You have 100 pennies. Exactly 50 of them a heads-up, but you don't know which ones. If you're blindfolded, how would you divide the pennies up into two groups with an equal number of heads? Repeat the same exercise when exactly 10 of them are heads-up.
By feeling the pennies. I probably couldn't do it, but my blind friend Kevin probably could easily.
Where is DD's solution? It's early but I don't see it in the thread.
2. PM answers, add posts to ask questions.
Whats the point of it if we can already see solutions?
And I agree with rabbit and object to nslay's thing being a puzzle, it is just a pure math problem you have to work backwards to get the solution from, given the conditions. Sidoh's original puzzles don't require any complex math, just simple reasoning and deduction to get a solution. In order to solve the math problem you would have to know some advanced math to understand the notations used to describe the problem, not to mention a knowledge of linear algebra to understand matrices and their transpose and properties of them. O yea and integration also, not to mention it just isn't even interesting to solve! Therefore I demand it to be removed thanks
On the contrary, it is very interesting in the sense of optimization. If you had a Hessian of that form (which I did), positive definiteness would imply strict convexity and therefore a unique global optimum.
The reasoning probably isn't as simple as you think it is. There's a twist and you probably didn't realize it.
EDIT: Oh, I misread. You were talking about Sidoh's puzzle. Nah, this really does boil down to really simple math. You're just intimidated by linear algebra and integration (which really are basic math). But as I said, there is a twist.
Since it contains real values wouldn't f(x)f(x)T be positive-semidefinite? and in order to be positive-definite f(x) needs to be linearly independent. Probably not correct but thats all I can remember from linear algebra.

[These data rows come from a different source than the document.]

//! Rideline Camera - Rider-following camera for a frame-indexed timeline
//!
//! The camera position at any frame is derived from the rider's motion up to
//! that frame, so playback can jump, rewind, and replay without the camera
//! depending on the order frames were viewed in.

mod bounds;
mod cache;
mod config;
mod controller;
mod strategy;

pub use bounds::{smooth_ratio, BoundingRegion, LEGACY_RATIO, MAX_RATIO, MAX_SPEED, MIN_RATIO, MIN_SPEED};
pub use cache::{CameraEntry, FrameCache, IncrementalOffset};
pub use config::{CameraConfig, RegionSizing};
pub use controller::{CameraController, DEFAULT_RENDER_SIZE};
pub use strategy::{clamped_step, soft_step, CameraStrategy};
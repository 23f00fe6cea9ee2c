//! Rideline Core - Shared types for the rideline simulator
//!
//! This crate provides the foundational pieces used by every other crate:
//! - Vector math (re-exported from glam, double precision)
//! - `Rect` for viewports and debug bounds
//! - The per-frame rider timeline interface consumed by the camera
//! - The playback clock that maps wall time onto simulation frames

pub mod time;
pub mod timeline;
pub mod types;

pub use glam::DVec2;
pub use time::{PlaybackClock, PlaybackConfig};
pub use timeline::{FrameSource, RiderState};
pub use types::Rect;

I'm not intimidated by math, just that I don't find pure math interesting. Now if you put that into a problem (optimization) that's a different story. And if linear algebra and calculus are considered basic math, then what is addition, subtraction, algebra? Dumbass math?
Indeed, you do get positive semidefinite for free. However, you're still only half right about linear independence (and this got me too!).
Here is an example of linearly independent functions where said integral isn't strictly positive definite.
[latex]
f_1(x) = \sin(x) \\
f_2(x) = \begin{cases}
\sin(x) & x \neq 0
1 & x = 0
\end{cases}
[/latex]
So
[latex]
\begin{bmatrix} 1 & -1 \end{bmatrix} \int_{-\pi}^{\pi} \mathbf{f}(x) \mathbf{f}(x)^T d x \begin{bmatrix} 1 \\ -1 \end{bmatrix} = \begin{bmatrix} 1 & -1 \end{bmatrix} \int_{-\pi}^0 \mathbf{f}(x) \mathbf{f}(x)^T dx \begin{bmatrix} 1 \\ -1 \end{bmatrix} + \begin{bmatrix} 1 & -1 \end{bmatrix} \int_0^{\pi} \mathbf{f}(x) \mathbf{f}(x)^T dx \begin{bmatrix} 1 \\ -1 \end{bmatrix} = 0
[/latex]
One has to additionally say that the functions are
linearly dependent only on a set with zero measure. I totally ruined it, but that's the twist!
I asked this question because it is both counter-intuitive (integral of rank 1 matrix somehow giving full rank matrix result) and it's also deceptively obvious once you do exploit linear independence (because one has to remember the
twist).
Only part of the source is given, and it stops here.